Partners Group eyes €1bn for global infra strategy

Secondaries and primaries funds can be allocated up 60% of the firm's latest Global Infrastructure programme.

Partners Group is planning to raise about €1 billion for its new global infrastructure fund, with secondaries funds receiving a share.

According to sister publication Infrastructure Investor, the new vehicle will continue the integrated strategy of its predecessors and is understood to be looking to invest 40 percent of its proceeds in direct infrastructure deals, with 60 percent to be deployed in both primary and secondary infrastructure funds.

The Swiss firm is expected to launch Partners Group Global Infrastructure 2018, the fourth instalment of the company’s Global Infrastructure programme, before the summer,  according to sources with knowledge of the fund.

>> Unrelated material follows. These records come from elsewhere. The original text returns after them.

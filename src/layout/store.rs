//! Per-node layout coordinates, created lazily.
//!
//! The first writer wins: a node gets its coordinates either from a `layout`
//! attribute already on its model, or from the grid. After that the entry only
//! changes through drag updates. Grid placements and drag updates are
//! mirrored onto the model's `layout` attribute without notifying it.

use std::collections::HashMap;

use serde_json::json;
use tracing::{debug, warn};

use super::{GridAllocator, Layout, Size};
use crate::error::{PlumbingError, Result};
use crate::host::VisualElement;
use crate::model::{Model, NodeId};

/// Model attribute that may carry a persisted position.
pub const LAYOUT_ATTR: &str = "layout";

#[derive(Debug, Clone)]
pub struct LayoutStore {
    grid: GridAllocator,
    layouts: HashMap<NodeId, Layout>,
}

impl LayoutStore {
    pub fn new(num_cols: usize) -> Self {
        Self {
            grid: GridAllocator::new(num_cols),
            layouts: HashMap::new(),
        }
    }

    pub fn grid(&self) -> &GridAllocator {
        &self.grid
    }

    pub fn get(&self, node: &NodeId) -> Option<Layout> {
        self.layouts.get(node).copied()
    }

    pub fn contains(&self, node: &NodeId) -> bool {
        self.layouts.contains_key(node)
    }

    pub fn len(&self) -> usize {
        self.layouts.len()
    }

    pub fn is_empty(&self) -> bool {
        self.layouts.is_empty()
    }

    /// Return the node's layout, creating it on first use.
    ///
    /// Grid placement measures the element, so a detached element is an
    /// `InvalidState` error rather than a zero-size cell.
    pub fn ensure_layout(
        &mut self,
        model: &Model,
        element: &dyn VisualElement,
    ) -> Result<Layout> {
        let id = model.id();
        if let Some(layout) = self.layouts.get(&id) {
            return Ok(*layout);
        }

        let layout = match model.get(LAYOUT_ATTR) {
            Some(value) if !value.is_null() => {
                let layout: Layout = serde_json::from_value(value).map_err(|e| {
                    warn!(node = %id, error = %e, "rejecting layout attribute");
                    e
                })?;
                debug!(node = %id, x = layout.x, y = layout.y, "layout seeded from model");
                layout
            }
            _ => {
                let layout = self.allocate(&id, element)?;
                write_layout(model, layout);
                layout
            }
        };

        self.layouts.insert(id, layout);
        Ok(layout)
    }

    /// Overwrite a node's layout with a drag-reported position.
    ///
    /// Nothing is notified: the node already moved on screen.
    pub fn update_layout(&mut self, model: &Model, coords: Layout) {
        write_layout(model, coords);
        self.layouts.insert(model.id(), coords);
    }

    /// Drop a destroyed node's entry. The grid keeps its cursor.
    pub fn forget(&mut self, node: &NodeId) -> Option<Layout> {
        self.layouts.remove(node)
    }

    fn allocate(&mut self, id: &NodeId, element: &dyn VisualElement) -> Result<Layout> {
        if !element.is_attached() {
            return Err(PlumbingError::InvalidState {
                node: id.clone(),
                reason: "element is not attached, render it before asking for its layout"
                    .to_string(),
            });
        }

        let margins = element.margins();
        let outer = element.outer_size();
        let cell = self.grid.add(Size {
            width: outer.width - margins.left,
            height: outer.height - margins.top,
        });

        Ok(Layout {
            x: cell.x + margins.left,
            y: cell.y + margins.top,
        })
    }
}

fn write_layout(model: &Model, layout: Layout) {
    model.set_silent(LAYOUT_ATTR, json!({ "x": layout.x, "y": layout.y }));
}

It will act as a successor to the Global Infrastructure 2015 fund, which also raised €1 billion and is targeting returns of 7-10 percent, according to the Vodafone Pension Plan, one of its investors. LPs in the previous fund also include UK local authority investors such as Fife, Warwickshire and Essex.

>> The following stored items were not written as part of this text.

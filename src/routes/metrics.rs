//! Prometheus metrics endpoint
//!
//! Exposes relay metrics in Prometheus format for monitoring.

use axum::response::IntoResponse;
use metrics_exporter_prometheus::{PrometheusBuilder, PrometheusHandle};
use once_cell::sync::Lazy;

use crate::relay::Operation;

/// Global Prometheus handle for metrics export
static PROMETHEUS_HANDLE: Lazy<PrometheusHandle> = Lazy::new(|| {
    PrometheusBuilder::new()
        .install_recorder()
        .expect("Failed to install Prometheus recorder")
});

/// Initialize metrics (call once at startup)
pub fn init_metrics() {
    // Force initialization of the lazy static
    let _ = &*PROMETHEUS_HANDLE;

    register_metrics();
}

fn register_metrics() {
    metrics::describe_counter!(
        "relay_requests_total",
        "Relay requests by operation and outcome"
    );
    metrics::describe_histogram!(
        "relay_request_duration_seconds",
        "Duration of upstream round trips in seconds"
    );
    metrics::describe_counter!(
        "relay_upstream_responses_total",
        "Upstream HTTP responses by status code"
    );
}

/// Prometheus metrics endpoint handler
pub async fn prometheus_metrics() -> impl IntoResponse {
    PROMETHEUS_HANDLE.render()
}

/// Record a relay round trip
pub fn record_request(operation: Operation, outcome: &str, duration_secs: f64) {
    record_outcome(operation, outcome);
    metrics::histogram!("relay_request_duration_seconds", "operation" => operation.label())
        .record(duration_secs);
}

/// Count a request outcome without a duration (e.g. rejected input)
pub fn record_outcome(operation: Operation, outcome: &str) {
    metrics::counter!(
        "relay_requests_total",
        "operation" => operation.label(),
        "outcome" => outcome.to_string()
    )
    .increment(1);
}

/// Count an upstream HTTP status
pub fn record_upstream_status(status: u16) {
    metrics::counter!("relay_upstream_responses_total", "status" => status.to_string())
        .increment(1);
}
//! Success envelope shared by the relay routes

use serde::Serialize;
use serde_json::{Map, Value};

/// `{ "sucesso": true, ... }` with the payload keys alongside the flag
#[derive(Debug, Clone, Serialize)]
pub struct Envelope {
    sucesso: bool,
    #[serde(flatten)]
    payload: Map<String, Value>,
}

impl Envelope {
    /// Nest `value` under `key`
    pub fn with_key(key: &str, value: Value) -> Self {
        let mut payload = Map::new();
        payload.insert(key.to_string(), value);
        Self {
            sucesso: true,
            payload,
        }
    }

    /// Merge the keys of `object` into the envelope
    ///
    /// A `sucesso` key in the object is dropped so the flag stays authoritative.
    pub fn merged(mut object: Map<String, Value>) -> Self {
        object.remove("sucesso");
        Self {
            sucesso: true,
            payload: object,
        }
    }
}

Partners Group declined to comment.

Previous instalments of the Global Infrastructure strategy include Partners Group Global Infrastructure 2012, which closed on €1 billion in January 2014. At the time, the firm said the approach employed by the fund enabled it to “take advantage of valuation differences” in the market. The fund was double the size of the first Global Infrastructure 2009 attempt, which closed on €500 million in March 2011.

Partners wrote in its H2 2017 Private Markets Navigator report that in infrastructure, it sees better relative value in traditional secondaries involving inflection assets – those in which the value creation process has just begun. It also wrote that it expects a correction in public markets will lead debut private markets investors to part with private equity stakes amid the high pricing environment.

“We believe many of the new market entrants into private markets will waver in their commitment to the asset class in the event of a near-term market pullback,” the firm wrote. “Any pressure on asset valuations should bring increased seller volume to the secondary market and open the door for experienced secondary investors to take advantage of market dynamics turning back in favor of buyers.”